RIBEIRO, João Ubaldo. Sargento Getúlio. Rio de Janeiro: Artenova, 1971.

Mykaelle de Sousa Ferreira
Ilustração: Dona Dora

João Ubaldo Ribeiro (Itaparica, BA, 1941 − Rio de Janeiro, RJ, 2014) foi escritor, membro da Academia Brasileira de Letras (ABL) e vencedor de diversos prêmios literários, entre eles, o Prêmio Camões, em 2008, conferido a prestigiados autores de língua portuguesa, e o Prêmio Jabuti, em 1972. Além do reconhecimento no cenário nacional, suas obras foram amplamente traduzidas para diversos idiomas, como demonstra o caso do romance intitulado Sargento Getúlio, segundo livro de sua carreira.

Trata-se de um romance regionalista, ambientado no sertão de Sergipe. Publicado em 1971, durante o período da ditadura, cuja ordem política autoritária e repressiva promoveu uma doutrina de prisões, torturas e assassinatos contra indivíduos que eram considerados inimigos do Estado, essa obra de João Ubaldo Ribeiro levanta questões fundamentais acerca desse contexto político-social do país. Sargento Getúlio é um livro narrado em primeira pessoa, a partir da perspectiva do sargento da Polícia Militar do Estado de Sergipe chamado Getúlio Santos Bezerra, personagem-protagonista que dá título à obra, encarregado de levar um preso comunista da cidade de Paulo Afonso à de Barra dos Coqueiros, ambas localizadas no Nordeste. No entanto, após ser informado de que o plano fora cancelado devido à pressão da imprensa e de outras instâncias governamentais, Getúlio mata o tenente responsável pela notícia e segue adiante com a viagem na companhia do motorista Amaro, que se tornará “o melhor amigo que um homem já pôde ter”. Essa tomada de decisão do protagonista gera o conflito principal da narrativa, uma vez que a obstinação de Getúlio não permitirá obstáculos em seu caminho.

Os demais personagens que acompanham Getúlio na estrada – o parceiro Amaro e o preso sem identificação, acusado de subversão comunista – tornam-se meros ouvintes das peripécias vivenciadas pelo protagonista, sempre triunfante nos próprios relatos. Assim como tais personagens, é como se o leitor também estivesse diante de um longo monólogo, no qual apenas a voz do narrador-personagem ganha destaque. Será, portanto, a partir do olhar e da voz do narrador-personagem, que os oito capítulos da narrativa vão adquirir dinamismo. Assim, uma vez iniciado o romance, a leitura flui de maneira simples.
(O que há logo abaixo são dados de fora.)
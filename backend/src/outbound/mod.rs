//! Outbound adapters implementing domain ports for external infrastructure.
//!
//! - **persistence**: PostgreSQL-backed user directory using Diesel ORM,
//!   plus the connection pool and embedded migrations.
//!
//! Adapters are thin translators that convert between domain types and
//! infrastructure-specific representations. They contain no business logic.

pub mod persistence;
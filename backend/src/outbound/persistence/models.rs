//! Internal Diesel row structs for database operations.
//!
//! These types are implementation details of the persistence layer and must
//! never be exposed to the domain. They exist solely to satisfy Diesel's
//! type requirements for queries and mutations.

use chrono::{DateTime, Utc};
use diesel::prelude::*;
use uuid::Uuid;

use super::schema::users;

/// Row struct for reading from the users table.
#[derive(Debug, Clone, Queryable, Selectable)]
#[diesel(table_name = users)]
#[diesel(check_for_backend(diesel::pg::Pg))]
pub(crate) struct UserRow {
    pub id: Uuid,
    pub first_name: String,
    pub last_name: String,
    pub email: String,
    pub phone_number: String,
    pub city: String,
    pub created_at: DateTime<Utc>,
    pub updated_at: DateTime<Utc>,
}

/// Insertable struct for creating new user records.
#[derive(Debug, Clone, Insertable)]
#[diesel(table_name = users)]
pub(crate) struct NewUserRow<'a> {
    pub id: Uuid,
    pub first_name: &'a str,
    pub last_name: &'a str,
    pub email: &'a str,
    pub phone_number: &'a str,
    pub city: &'a str,
    pub created_at: DateTime<Utc>,
    pub updated_at: DateTime<Utc>,
}
//! Server construction and middleware wiring.

mod config;
mod state_builders;

pub use config::{ServerConfig, ServerSettings};

use state_builders::build_http_state;

use actix_web::body::{BoxBody, EitherBody};
use actix_web::dev::{Server, ServiceFactory, ServiceRequest, ServiceResponse};
use actix_web::{App, HttpServer, web};

#[cfg(debug_assertions)]
use tidewatch::doc::ApiDoc;
use tidewatch::inbound::http::health::{HealthState, live, ready, root};
use tidewatch::inbound::http::state::HttpState;
use tidewatch::inbound::http::users;
use tidewatch::middleware::{CorsPolicy, Trace};
use tidewatch::outbound::persistence::DbPool;
#[cfg(debug_assertions)]
use utoipa::OpenApi;
#[cfg(debug_assertions)]
use utoipa_swagger_ui::SwaggerUi;

#[derive(Clone)]
struct AppDependencies {
    health_state: web::Data<HealthState>,
    http_state: web::Data<HttpState>,
    cors: CorsPolicy,
}

fn build_app(
    deps: AppDependencies,
) -> App<
    impl ServiceFactory<
        ServiceRequest,
        Config = (),
        Response = ServiceResponse<EitherBody<BoxBody>>,
        Error = actix_web::Error,
        InitError = (),
    >,
> {
    let AppDependencies {
        health_state,
        http_state,
        cors,
    } = deps;

    let app = App::new()
        .app_data(health_state)
        .app_data(http_state)
        .wrap(Trace)
        .wrap(cors.middleware())
        .service(users::scope())
        .service(root)
        .service(ready)
        .service(live);

    #[cfg(debug_assertions)]
    let app = app.service(SwaggerUi::new("/docs").url("/api-docs/openapi.json", ApiDoc::openapi()));

    app
}

/// Construct an Actix HTTP server over an initialised pool.
///
/// # Errors
/// Propagates [`std::io::Error`] when binding the socket fails.
pub fn create_server(
    health_state: web::Data<HealthState>,
    config: &ServerConfig,
    pool: DbPool,
) -> std::io::Result<Server> {
    let server_health_state = health_state.clone();
    let http_state = build_http_state(pool);
    let cors = config.cors.clone();

    let server = HttpServer::new(move || {
        build_app(AppDependencies {
            health_state: server_health_state.clone(),
            http_state: http_state.clone(),
            cors: cors.clone(),
        })
    })
    .bind(config.bind_addr())?
    .run();

    Ok(server)
}
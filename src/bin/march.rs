//! sph-march: ray-march the surface of a synthetic particle scene
//!
//! Usage:
//!   sph-march --out normals.png
//!   sph-march --scene column --frame 3 --anisotropic --settings settings.json --out column.png

use anyhow::{anyhow, bail, Context};
use log::info;
use nalgebra::Vector3;
use sph_surface_rs::core::{FrameCamera, SurfaceBuffers, VisualizationSettings};
use sph_surface_rs::dataset::{scene, ParticleDataset, ParticleSnapshots};
use sph_surface_rs::render::{
    distance_to_image, normals_to_image, rasterize_particle_depth, MarcherConfig, RayMarcher,
};
use std::path::PathBuf;
use std::sync::Arc;
use std::time::Instant;

struct Args {
    scene: String,
    frame: usize,
    frames: usize,
    spacing: f32,
    settings: Option<PathBuf>,
    anisotropic: bool,
    threads: Option<usize>,
    width: u32,
    height: u32,
    out: PathBuf,
    distance_out: Option<PathBuf>,
}

fn parse_args() -> anyhow::Result<Args> {
    let mut parsed = Args {
        scene: "sphere".to_string(),
        frame: 0,
        frames: 8,
        spacing: 0.05,
        settings: None,
        anisotropic: false,
        threads: None,
        width: 320,
        height: 240,
        out: PathBuf::from("normals.png"),
        distance_out: None,
    };

    let mut args = std::env::args().skip(1);
    while let Some(arg) = args.next() {
        let mut value = |name: &str| args.next().ok_or_else(|| anyhow!("Missing {} argument", name));
        match arg.as_str() {
            "--scene" => parsed.scene = value("--scene")?,
            "--frame" => parsed.frame = value("--frame")?.parse().context("Invalid --frame")?,
            "--frames" => parsed.frames = value("--frames")?.parse().context("Invalid --frames")?,
            "--spacing" => parsed.spacing = value("--spacing")?.parse().context("Invalid --spacing")?,
            "--settings" => parsed.settings = Some(PathBuf::from(value("--settings")?)),
            "--anisotropic" => parsed.anisotropic = true,
            "--threads" => parsed.threads = Some(value("--threads")?.parse().context("Invalid --threads")?),
            "--width" => parsed.width = value("--width")?.parse().context("Invalid --width")?,
            "--height" => parsed.height = value("--height")?.parse().context("Invalid --height")?,
            "--out" => parsed.out = PathBuf::from(value("--out")?),
            "--distance-out" => parsed.distance_out = Some(PathBuf::from(value("--distance-out")?)),
            "--help" | "-h" => {
                print_help();
                std::process::exit(0);
            }
            other => {
                print_help();
                bail!("Unknown argument: {}", other);
            }
        }
    }

    if parsed.width == 0 || parsed.height == 0 {
        bail!("--width and --height must be positive");
    }
    if !(parsed.spacing > 0.0) {
        bail!("--spacing must be positive");
    }
    Ok(parsed)
}

fn build_scene(args: &Args) -> anyhow::Result<Vec<Vec<Vector3<f32>>>> {
    match args.scene.as_str() {
        "sphere" => Ok(vec![scene::particle_sphere(Vector3::zeros(), 0.5, args.spacing)]),
        "block" => Ok(vec![scene::particle_block(
            Vector3::new(-0.4, -0.3, -0.4),
            Vector3::new(0.4, 0.3, 0.4),
            args.spacing,
        )]),
        "column" => Ok(scene::collapsing_column(args.frames.max(1), args.spacing, 0.1)),
        other => bail!("Unknown scene '{}' (expected sphere, block or column)", other),
    }
}

fn main() -> anyhow::Result<()> {
    env_logger::Builder::from_env(env_logger::Env::default().default_filter_or("info")).init();
    info!("sph-march v{}", sph_surface_rs::VERSION);

    let args = parse_args()?;

    // Without a settings file the threshold sits at half the lattice number density.
    let mut settings = match &args.settings {
        Some(path) => VisualizationSettings::from_json_file(path)
            .with_context(|| format!("Failed to load settings from {:?}", path))?,
        None => VisualizationSettings::default().with_iso_density(0.5 / args.spacing.powi(3)),
    };
    settings = settings.with_snapshot(args.frame);
    if args.anisotropic {
        settings = settings.with_anisotropy(true);
    }

    // Kernel support of two particle spacings, anisotropy neighborhood of two supports.
    let radius = 2.0 * args.spacing;
    let frames = build_scene(&args)?;
    let started = Instant::now();
    let dataset = Arc::new(ParticleSnapshots::new(frames, radius, 2.0 * radius));
    if args.frame >= dataset.frame_count() {
        bail!("--frame {} out of range ({} frames)", args.frame, dataset.frame_count());
    }
    info!(
        "Indexed {} frames in {:.1} ms ({} particles in frame {})",
        dataset.frame_count(),
        started.elapsed().as_secs_f64() * 1e3,
        dataset.particle_count(args.frame),
        args.frame
    );

    let eye = Vector3::new(1.2, 1.4, -2.0);
    let camera = FrameCamera::look_at(
        eye,
        Vector3::new(0.0, 0.3, 0.0),
        Vector3::y(),
        0.9,
        0.05,
        20.0,
        args.width,
        args.height,
    )
    .ok_or_else(|| anyhow!("Degenerate camera"))?;

    let depth: Arc<[f32]> = rasterize_particle_depth(&camera, dataset.positions(args.frame), radius).into();
    let outputs = Arc::new(SurfaceBuffers::new(args.width, args.height));

    let mut config = MarcherConfig::default();
    if let Some(threads) = args.threads {
        config.threads = threads;
    }
    let mut marcher = RayMarcher::new(config)?;
    marcher.prepare(settings, camera, depth, Arc::clone(&dataset), Arc::clone(&outputs))?;

    let started = Instant::now();
    marcher.march()?;
    info!(
        "Marched {}x{} pixels on {} threads in {:.1} ms, {} hits",
        args.width,
        args.height,
        marcher.thread_count(),
        started.elapsed().as_secs_f64() * 1e3,
        outputs.hit_count()
    );

    normals_to_image(&outputs)
        .save(&args.out)
        .with_context(|| format!("Failed to write {:?}", args.out))?;
    info!("Wrote normals to {:?}", args.out);

    if let Some(path) = &args.distance_out {
        distance_to_image(&outputs, &eye)
            .save(path)
            .with_context(|| format!("Failed to write {:?}", path))?;
        info!("Wrote distances to {:?}", path);
    }

    Ok(())
}

fn print_help() {
    println!("sph-march v{}", sph_surface_rs::VERSION);
    println!();
    println!("Usage: sph-march [options]");
    println!();
    println!("Options:");
    println!("  --scene <name>          sphere | block | column (default: sphere)");
    println!("  --frame <n>             Snapshot to march (default: 0)");
    println!("  --frames <n>            Frames generated for the column scene (default: 8)");
    println!("  --spacing <f>           Particle spacing (default: 0.05)");
    println!("  --settings <path>       Visualization settings JSON");
    println!("  --anisotropic           Use the anisotropic kernel");
    println!("  --threads <n>           Worker threads (default: cores - 1)");
    println!("  --width <px>            Frame width (default: 320)");
    println!("  --height <px>           Frame height (default: 240)");
    println!("  --out <path>            Normal map PNG (default: normals.png)");
    println!("  --distance-out <path>   Optional distance PNG");
    println!("  -h, --help              Show this help");
}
Sem dúvida, a linguagem expressada pelo protagonista é um dos pontos que mais chama atenção do leitor. O vocabulário de Getúlio contém expressões relativas tanto a seu próprio contexto de enunciação (“filho dum cabrunco”, “bexiguento”, “da moléstia”, “quengo”, “arrodeia”, “uma ruma”, “deixar por derradeiro”, entre outras), como de outras variantes linguísticas facilmente identificadas em contextos informais de enunciação de falantes do português brasileiro, tais como: “adevogado”, “excelença”, “menas”, “embigo”, “sastifação” ou “previlege”, para citar apenas alguns exemplos. Desse modo, a narrativa é lida como um fluxo contínuo de palavras, tal qual uma transcrição direta da fala e da consciência do narrador-personagem repleta de marcas de oralidade, histórias, memórias e piadas: “Ninguém conversa, acho que sou eu que mais converso, mas pode crer que você assim estica a canela no primeiro dia que Deus der. Viu o cachorro do padre, eu tive um cachorro assim, quer dizer um cachorro mais ou menos dessa marca de cachorro só que mais grosso, que o nome era Logo-Eu-Digo, porque o povo perguntava o nome e eu dizia Logo-Eu-Digo e ficava calado.”
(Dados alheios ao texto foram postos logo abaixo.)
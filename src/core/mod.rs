//! Core data types shared by every stage of the surface reconstruction:
//! - `VisualizationSettings`: per-pass tunables
//! - `FrameCamera`: clip-space to world-space mapping
//! - `SurfaceBuffers`: per-pixel hit outputs
//! - `ThreadLocals`: bounded per-worker scratch
//!
//! No threading or kernel logic lives here.

mod buffers;
mod camera;
pub mod math;
mod scratch;
mod settings;

pub use buffers::{background_depth, constant_depth, SurfaceBuffers};
pub use camera::{perspective_zero_to_one, FrameCamera, BACKGROUND_DEPTH};
pub use math::Aabb;
pub use scratch::{BoundedBuffer, ThreadLocals, DEFAULT_NEIGHBOR_CAPACITY};
pub use settings::{AnisotropyParams, SettingsError, VisualizationSettings};
//! Density kernels and the anisotropy estimate that drives the anisotropic one.
//!
//! All kernels are plain `Copy` values with no interior state; they are evaluated
//! concurrently from every worker without synchronization.

pub mod anisotropic;
pub mod cubic;
pub mod wpca;

pub use anisotropic::{AnisotropicKernel, Deformation};
pub use cubic::CubicKernel;
pub use wpca::{Anisotropy, AnisotropyError, WpcaEstimator};

/// Which density strategy a marching pass uses. Chosen once per batch.
#[derive(Clone, Copy, Debug, PartialEq, Eq)]
pub enum KernelMode {
    Isotropic,
    Anisotropic,
}

impl KernelMode {
    pub fn from_flag(enable_anisotropy: bool) -> Self {
        if enable_anisotropy {
            Self::Anisotropic
        } else {
            Self::Isotropic
        }
    }
}
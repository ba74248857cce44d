//! Fixed-size data-parallel worker pool.
//!
//! Workers live for the lifetime of the pool and alternate between two phases:
//! - rendezvous: every worker plus the dispatcher meet at one cyclic barrier
//!   (`T + 1` parties). Passing it starts a batch, or ends the pool when the
//!   exit flag is set.
//! - claim: workers `fetch_add` a shared counter and run the job for every
//!   claimed index below the batch size, then go back to the barrier.
//!
//! Each worker owns one scratch record `S`, created once at construction and
//! handed to the job by `&mut` for every index the worker claims.

use log::{debug, error, info};
use std::panic::{catch_unwind, AssertUnwindSafe};
use std::sync::atomic::{AtomicBool, AtomicUsize, Ordering};
use std::sync::{Arc, Barrier, Condvar, Mutex};
use std::thread::{self, JoinHandle};
use thiserror::Error;

/// Errors raised while building a pool.
#[derive(Debug, Error)]
pub enum PoolError {
    #[error("failed to spawn worker thread {index}: {source}")]
    Spawn {
        index: usize,
        #[source]
        source: std::io::Error,
    },
}

/// Per-index job: `(index, worker scratch)`.
pub type Job<S> = dyn Fn(usize, &mut S) + Send + Sync;

/// One-shot gate workers pass before their first rendezvous. Closed means the
/// pool failed to start and the worker should return without touching the barrier.
#[derive(Clone, Copy, Debug, PartialEq)]
enum Gate {
    Pending,
    Open,
    Closed,
}

struct StartGate {
    state: Mutex<Gate>,
    changed: Condvar,
}

impl StartGate {
    fn new() -> Self {
        Self {
            state: Mutex::new(Gate::Pending),
            changed: Condvar::new(),
        }
    }

    fn set(&self, gate: Gate) {
        *self.state.lock().unwrap_or_else(|p| p.into_inner()) = gate;
        self.changed.notify_all();
    }

    /// Block until the gate leaves `Pending`; true if it opened.
    fn pass(&self) -> bool {
        let mut state = self.state.lock().unwrap_or_else(|p| p.into_inner());
        while *state == Gate::Pending {
            state = self.changed.wait(state).unwrap_or_else(|p| p.into_inner());
        }
        *state == Gate::Open
    }
}

struct Shared<S> {
    gate: StartGate,
    barrier: Barrier,
    next: AtomicUsize,
    problem_size: AtomicUsize,
    /// Workers that have left the claim phase of the current batch
    parked: AtomicUsize,
    exit: AtomicBool,
    job: Mutex<Option<Arc<Job<S>>>>,
}

/// Worker threads to use by default: one per core, minus the dispatching thread.
pub fn default_thread_count() -> usize {
    thread::available_parallelism()
        .map(|n| n.get().saturating_sub(1))
        .unwrap_or(1)
        .max(1)
}

pub struct WorkerPool<S: Send + 'static> {
    shared: Arc<Shared<S>>,
    workers: Vec<JoinHandle<()>>,
    thread_count: usize,
}

impl<S: Send + 'static> WorkerPool<S> {
    /// Spawn `threads` workers (at least one). `make_scratch(worker_id)` builds
    /// each worker's scratch record.
    ///
    /// If a spawn fails, the workers already started are released and joined
    /// before the error is returned.
    pub fn new<F>(threads: usize, make_scratch: F) -> Result<Self, PoolError>
    where
        F: FnMut(usize) -> S,
    {
        Self::with_spawner(threads, make_scratch, |index, body| {
            thread::Builder::new()
                .name(format!("sph-worker-{}", index))
                .spawn(body)
        })
    }

    fn with_spawner<F, P>(threads: usize, mut make_scratch: F, mut spawn: P) -> Result<Self, PoolError>
    where
        F: FnMut(usize) -> S,
        P: FnMut(usize, Box<dyn FnOnce() + Send + 'static>) -> std::io::Result<JoinHandle<()>>,
    {
        let thread_count = threads.max(1);
        let shared = Arc::new(Shared {
            gate: StartGate::new(),
            barrier: Barrier::new(thread_count + 1),
            next: AtomicUsize::new(0),
            problem_size: AtomicUsize::new(0),
            parked: AtomicUsize::new(thread_count),
            exit: AtomicBool::new(false),
            job: Mutex::new(None),
        });

        let mut workers = Vec::with_capacity(thread_count);
        for index in 0..thread_count {
            let scratch = make_scratch(index);
            let worker_shared = Arc::clone(&shared);
            match spawn(index, Box::new(move || worker_loop(worker_shared, scratch))) {
                Ok(handle) => workers.push(handle),
                Err(source) => {
                    shared.gate.set(Gate::Closed);
                    for handle in workers {
                        if handle.join().is_err() {
                            error!("worker thread panicked during aborted startup");
                        }
                    }
                    return Err(PoolError::Spawn { index, source });
                }
            }
        }

        shared.gate.set(Gate::Open);
        info!("worker pool started with {} threads", thread_count);

        Ok(Self {
            shared,
            workers,
            thread_count,
        })
    }

    pub fn thread_count(&self) -> usize {
        self.thread_count
    }

    /// Install the per-index job. Must not be called while a batch is running.
    pub fn set_function<F>(&self, f: F)
    where
        F: Fn(usize, &mut S) + Send + Sync + 'static,
    {
        debug_assert!(self.is_done(), "set_function called during a batch");
        let mut slot = self.shared.job.lock().unwrap_or_else(|p| p.into_inner());
        *slot = Some(Arc::new(f));
    }

    /// Kick off a batch of `problem_size` indices and return without waiting
    /// for it. Only blocks until every worker is back at the rendezvous, which
    /// is immediate once the previous batch is done.
    pub fn start(&self, problem_size: usize) {
        debug_assert!(self.is_done(), "start called during a batch");
        self.shared.next.store(0, Ordering::Relaxed);
        self.shared.problem_size.store(problem_size, Ordering::Relaxed);
        self.shared.parked.store(0, Ordering::Relaxed);
        self.shared.barrier.wait();
    }

    /// True once every index of the current batch has been processed and all
    /// workers have left the claim phase. Never blocks.
    pub fn is_done(&self) -> bool {
        self.shared.parked.load(Ordering::Acquire) == self.thread_count
    }

    /// Poll `is_done` until the batch finishes.
    pub fn wait(&self) {
        while !self.is_done() {
            thread::yield_now();
        }
    }

    /// Stop and join all workers. A batch still in flight runs to completion
    /// first. Calling it again is a no-op.
    pub fn exit(&mut self) {
        if self.workers.is_empty() {
            return;
        }
        self.shared.exit.store(true, Ordering::Release);
        self.shared.barrier.wait();
        for handle in self.workers.drain(..) {
            if handle.join().is_err() {
                error!("worker thread panicked during shutdown");
            }
        }
        debug!("worker pool stopped");
    }
}

impl<S: Send + 'static> Drop for WorkerPool<S> {
    fn drop(&mut self) {
        self.exit();
    }
}

fn worker_loop<S>(shared: Arc<Shared<S>>, mut scratch: S) {
    if !shared.gate.pass() {
        return;
    }
    loop {
        shared.barrier.wait();
        if shared.exit.load(Ordering::Acquire) {
            break;
        }

        let job = shared
            .job
            .lock()
            .unwrap_or_else(|p| p.into_inner())
            .clone();
        let problem_size = shared.problem_size.load(Ordering::Relaxed);

        if let Some(job) = job {
            loop {
                let index = shared.next.fetch_add(1, Ordering::Relaxed);
                if index >= problem_size {
                    break;
                }
                // A panicking index must not take the worker (and the barrier) down.
                if catch_unwind(AssertUnwindSafe(|| job(index, &mut scratch))).is_err() {
                    error!("job panicked at index {}", index);
                }
            }
        }

        shared.parked.fetch_add(1, Ordering::Release);
    }
}
//! Deterministic particle layouts for demos and tests.

use nalgebra::Vector3;

/// Particles on a regular lattice filling the box `[min, max]`.
pub fn particle_block(min: Vector3<f32>, max: Vector3<f32>, spacing: f32) -> Vec<Vector3<f32>> {
    let counts = ((max - min) / spacing).map(|c| c.floor() as usize + 1);
    let mut out = Vec::with_capacity(counts.x * counts.y * counts.z);
    for k in 0..counts.z {
        for j in 0..counts.y {
            for i in 0..counts.x {
                out.push(min + Vector3::new(i as f32, j as f32, k as f32) * spacing);
            }
        }
    }
    out
}

/// Lattice particles inside a sphere.
pub fn particle_sphere(center: Vector3<f32>, radius: f32, spacing: f32) -> Vec<Vector3<f32>> {
    let r = Vector3::repeat(radius);
    particle_block(center - r, center + r, spacing)
        .into_iter()
        .filter(|p| (p - center).norm() <= radius)
        .collect()
}

/// A falling column of fluid: the block drops by `drop_per_frame` each frame
/// and flattens once it reaches the floor at y = 0.
pub fn collapsing_column(frames: usize, spacing: f32, drop_per_frame: f32) -> Vec<Vec<Vector3<f32>>> {
    let base = particle_block(Vector3::new(-0.3, 0.5, -0.3), Vector3::new(0.3, 1.1, 0.3), spacing);
    (0..frames)
        .map(|f| {
            let shift = drop_per_frame * f as f32;
            base.iter()
                .map(|p| {
                    let y = p.y - shift;
                    if y >= 0.0 {
                        Vector3::new(p.x, y, p.z)
                    } else {
                        // Spread particles that hit the floor outwards.
                        let spread = 1.0 - y;
                        Vector3::new(p.x * spread, -y * 0.1, p.z * spread)
                    }
                })
                .collect()
        })
        .collect()
}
O personagem de Getúlio é descrito como um homem valente, na faixa etária entre os 30 e 40 anos, que cumpre todas as ordens sem questioná-las, pois, ainda que o protagonista desobedeça ao pedido do seu chefe pela interrupção do esquema em andamento, Getúlio defende uma ética pessoal, uma cartilha de preceitos que não lhe permite abandonar suas ações de maneira incompleta. É nesse sentido que o tema da violência aparece no livro tanto como parte estruturante da narrativa quanto a partir da caracterização do protagonista. Por meio de atos violentos, Getúlio tenta compreender seu próprio lugar no mundo, tornando-se cada vez mais semelhante a um capanga fora da lei ou cangaceiro vingador, que age a partir de sua própria conduta. Como afirma o personagem no trecho: “o chefe mandou buscar isso aí e eu fui, peguei, truxe, amansei, e vou levar porque, mesmo que o chefe agora não possa me sustentar, eu levei o homem e chego lá entrego. É preciso entregar o bicho. Entrego e digo: ordem cumprida.”
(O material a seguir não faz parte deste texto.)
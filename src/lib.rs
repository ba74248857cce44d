//! # sph-surface-rs: isosurface ray marching for SPH particle fluids
//!
//! Reconstructs the free surface of a particle fluid directly in screen space.
//! For every pixel of a pre-rasterized depth buffer a ray is marched through the
//! smoothed density field until it crosses an iso-threshold; the hit position and
//! the density-gradient normal are written to per-pixel output buffers.
//!
//! ## Architecture
//!
//! - `core`: settings, camera, output buffers and per-worker scratch
//! - `kernel`: cubic-spline and anisotropic density kernels, WPCA anisotropy
//! - `pool`: persistent worker pool with an atomic work counter
//! - `dataset`: the particle-source trait plus an in-memory implementation
//! - `render`: the ray marcher and preview image helpers
//!
//! A pass is `RayMarcher::prepare` followed by `start` and polling `is_done`
//! (or `march`, which does both and blocks).

// Core data structures
pub mod core;

// Density kernels and anisotropy estimation
pub mod kernel;

// Parallel batch execution
pub mod pool;

// Particle sources and spatial lookup
pub mod dataset;

// Ray marching pipeline
pub mod render;

// Re-export commonly used types at crate root for convenience
pub use core::{FrameCamera, SurfaceBuffers, VisualizationSettings};
pub use dataset::{ParticleDataset, ParticleSnapshots};
pub use render::{MarchError, MarcherConfig, RayMarcher};

/// Library version
pub const VERSION: &str = env!("CARGO_PKG_VERSION");
//! Cubic spline smoothing kernel (3D), normalized so that ∫W = 1.
//!
//! With q = |r| / h and k = 8 / (π h³):
//! W(q) = k · (6q³ − 6q² + 1)   for 0 ≤ q ≤ 0.5
//!        k · 2(1 − q)³          for 0.5 < q ≤ 1
//!        0                      otherwise
//!
//! The support radius is `h` itself (not 2h as in some SPH texts).

use nalgebra::Vector3;
use std::f32::consts::PI;

/// Isotropic cubic spline kernel with support radius `h`.
#[derive(Clone, Copy, Debug, PartialEq)]
pub struct CubicKernel {
    radius: f32,
    inv_radius: f32,
    /// 8 / (π h³)
    k: f32,
    /// 48 / (π h³)
    l: f32,
    /// W(0)
    w_zero: f32,
}

impl CubicKernel {
    pub fn new(radius: f32) -> Self {
        let h3 = radius * radius * radius;
        let k = 8.0 / (PI * h3);
        Self {
            radius,
            inv_radius: 1.0 / radius,
            k,
            l: 48.0 / (PI * h3),
            w_zero: k,
        }
    }

    /// Unit support radius (used by the anisotropic kernel after deformation).
    pub fn unit() -> Self {
        Self::new(1.0)
    }

    pub fn radius(&self) -> f32 {
        self.radius
    }

    pub fn w_zero(&self) -> f32 {
        self.w_zero
    }

    /// Kernel value at distance `r`.
    #[inline]
    pub fn w_scalar(&self, r: f32) -> f32 {
        let q = r * self.inv_radius;
        if q <= 0.5 {
            let q2 = q * q;
            let q3 = q2 * q;
            self.k * (6.0 * q3 - 6.0 * q2 + 1.0)
        } else if q < 1.0 {
            let f = 1.0 - q;
            self.k * 2.0 * f * f * f
        } else {
            0.0
        }
    }

    #[inline]
    pub fn w(&self, r: &Vector3<f32>) -> f32 {
        self.w_scalar(r.norm())
    }

    /// Derivative dW/d|r| at distance `r`.
    #[inline]
    pub fn dw_scalar(&self, r: f32) -> f32 {
        let q = r * self.inv_radius;
        if q <= 0.5 {
            self.l * q * (3.0 * q - 2.0) * self.inv_radius
        } else if q < 1.0 {
            let f = 1.0 - q;
            -self.l * f * f * self.inv_radius
        } else {
            0.0
        }
    }

    /// Gradient ∇W with respect to `r`. Zero at `r = 0` and outside the support.
    #[inline]
    pub fn grad_w(&self, r: &Vector3<f32>) -> Vector3<f32> {
        let rl = r.norm();
        if rl <= 1.0e-9 || rl >= self.radius {
            return Vector3::zeros();
        }
        r * (self.dw_scalar(rl) / rl)
    }
}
Getúlio passa a questionar a própria trajetória somente após o encontro com a personagem de Luzinete, mulher com quem terá um caso de amor. No entanto, será após uma emboscada em que Getúlio presencia as mortes de Luzinete e do companheiro Amaro que o protagonista, tomado pelo desejo de vingança, decide manter sua missão até o fim, quando também será morto em uma emboscada, em uma cena extensa que finaliza o romance.

Em síntese, o livro circunscreve a linguagem das zonas rurais do Nordeste brasileiro, sob a perspectiva de um protagonista que reproduz a violência das relações sociais de dominação e poder, embora ele mesmo seja um indivíduo que vive à margem de tais relações. É como se a escolha de Getúlio conduzisse necessariamente à sua derrota. Ou seja, a violência que motivou a trajetória do personagem foi a mesma que o tornou vítima, de modo que a sua morte surge como o único horizonte possível para resolver as tensões que foram cultivadas pelo protagonista ao longo da narrativa.

Publicado há mais de cinquenta anos, esse livro de João Ubaldo Ribeiro permanece atual, pois tanto a censura como a repressão promovidas por instituições militares ao redor do país, dos sertões às periferias, passando pelo centro das grandes cidades, não foi completamente erradicada do cenário social. Sargento Getúlio é uma leitura fundamental para quem deseja ter contato com uma experiência de linguagem inovadora, além de articular em seu enredo uma potente crítica social sobre as armadilhas impostas pelo autoritarismo.

Para saber mais

GIL, Fernando C. (2009). A narrativa rural e a violência em Sargento Getúlio. Terceira Margem, Rio de Janeiro, v. 13, n. 21, p. 187-205, ago./dez.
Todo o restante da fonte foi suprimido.